* **Exercise**
Please return all lines of the data below containing the string "count".

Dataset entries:
****

mod response_cache;

pub use response_cache::ResponseCache;
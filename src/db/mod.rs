mod error;
pub mod repos;
pub mod sqlite;

#[cfg(test)]
pub mod tests;

use std::{str::FromStr, sync::Arc, time::Duration};

pub use error::{DbError, DbResult};
pub use repos::*;
use sqlx::{
    Row,
    migrate::Migrator,
    sqlite::{SqliteConnectOptions, SqliteJournalMode, SqlitePool, SqlitePoolOptions},
};

use crate::config::DatabaseConfig;

/// Migrations embedded at build time.
pub static MIGRATOR: Migrator = sqlx::migrate!("./migrations_sqlx/sqlite");

/// Cached repository trait objects, created once at startup.
struct CachedRepos {
    usage: Arc<dyn UsageSummaryRepo>,
    audit_logs: Arc<dyn AuditLogRepo>,
    plans: Arc<dyn PlanRepo>,
    subscriptions: Arc<dyn SubscriptionRepo>,
    renewals: Arc<dyn RenewalHistoryRepo>,
    alerts: Arc<dyn AlertRepo>,
}

/// SQLite database pool.
///
/// Repositories are cached at construction time to avoid allocation on each access.
pub struct DbPool {
    pool: SqlitePool,
    repos: CachedRepos,
}

impl DbPool {
    /// Create a DbPool from an existing SQLite pool.
    /// Primarily useful for testing.
    pub fn from_sqlite(pool: SqlitePool) -> Self {
        let repos = CachedRepos {
            usage: Arc::new(sqlite::SqliteUsageSummaryRepo::new(pool.clone())),
            audit_logs: Arc::new(sqlite::SqliteAuditLogRepo::new(pool.clone())),
            plans: Arc::new(sqlite::SqlitePlanRepo::new(pool.clone())),
            subscriptions: Arc::new(sqlite::SqliteSubscriptionRepo::new(pool.clone())),
            renewals: Arc::new(sqlite::SqliteRenewalHistoryRepo::new(pool.clone())),
            alerts: Arc::new(sqlite::SqliteAlertRepo::new(pool.clone())),
        };
        DbPool { pool, repos }
    }

    /// Create a database pool from configuration
    pub async fn from_config(config: &DatabaseConfig) -> DbResult<Self> {
        let busy_timeout = Duration::from_millis(config.busy_timeout_ms);

        let pool = if config.is_in_memory() {
            // An in-memory database lives as long as its connection
            SqlitePoolOptions::new()
                .max_connections(1)
                .idle_timeout(None)
                .max_lifetime(None)
                .connect_with(
                    SqliteConnectOptions::from_str("sqlite::memory:")?.busy_timeout(busy_timeout),
                )
                .await?
        } else {
            SqlitePoolOptions::new()
                .max_connections(config.max_connections)
                .connect_with(
                    SqliteConnectOptions::new()
                        .filename(&config.path)
                        .create_if_missing(config.create_if_missing)
                        .journal_mode(if config.wal_mode {
                            SqliteJournalMode::Wal
                        } else {
                            SqliteJournalMode::Delete
                        })
                        .busy_timeout(busy_timeout),
                )
                .await?
        };

        tracing::debug!(
            path = %config.path,
            max_connections = config.max_connections,
            "Opened SQLite database"
        );

        Ok(Self::from_sqlite(pool))
    }

    /// Run database migrations using sqlx's migration runner
    /// This automatically creates and manages a _sqlx_migrations table
    pub async fn run_migrations(&self) -> DbResult<()> {
        tracing::info!("Running SQLite migrations");
        MIGRATOR.run(&self.pool).await?;
        tracing::info!("SQLite migrations completed successfully");
        Ok(())
    }

    /// Newest migration version embedded in this build.
    pub fn expected_schema_version() -> i64 {
        MIGRATOR.iter().map(|m| m.version).max().unwrap_or(0)
    }

    /// Newest successfully applied migration, 0 for a fresh database.
    pub async fn applied_schema_version(&self) -> DbResult<i64> {
        let row = sqlx::query(
            "SELECT COUNT(*) as count FROM sqlite_master WHERE type = 'table' AND name = '_sqlx_migrations'",
        )
        .fetch_one(&self.pool)
        .await?;
        if row.get::<i64, _>("count") == 0 {
            return Ok(0);
        }

        let row = sqlx::query(
            "SELECT COALESCE(MAX(version), 0) as version FROM _sqlx_migrations WHERE success = 1",
        )
        .fetch_one(&self.pool)
        .await?;
        Ok(row.get("version"))
    }

    /// Fail with [`DbError::SchemaVersion`] unless the database is at exactly
    /// the schema this build was compiled against.
    pub async fn check_schema_version(&self) -> DbResult<()> {
        let expected = Self::expected_schema_version();
        let found = self.applied_schema_version().await?;
        if found != expected {
            return Err(DbError::SchemaVersion { expected, found });
        }
        Ok(())
    }

    /// Close every connection in the pool.
    pub async fn close(&self) {
        self.pool.close().await;
    }

    /// Get usage summary repository
    pub fn usage(&self) -> Arc<dyn UsageSummaryRepo> {
        Arc::clone(&self.repos.usage)
    }

    /// Get usage audit log repository
    pub fn audit_logs(&self) -> Arc<dyn AuditLogRepo> {
        Arc::clone(&self.repos.audit_logs)
    }

    /// Get subscription plan repository
    pub fn plans(&self) -> Arc<dyn PlanRepo> {
        Arc::clone(&self.repos.plans)
    }

    /// Get user subscription repository
    pub fn subscriptions(&self) -> Arc<dyn SubscriptionRepo> {
        Arc::clone(&self.repos.subscriptions)
    }

    /// Get renewal history repository
    pub fn renewals(&self) -> Arc<dyn RenewalHistoryRepo> {
        Arc::clone(&self.repos.renewals)
    }

    /// Get usage alert repository
    pub fn alerts(&self) -> Arc<dyn AlertRepo> {
        Arc::clone(&self.repos.alerts)
    }
}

****

* **Result of this exercise**
            "SELECT COUNT(*) as count FROM sqlite_master WHERE type = 'table' AND name = '_sqlx_migrations'",
        if row.get::<i64, _>("count") == 0 {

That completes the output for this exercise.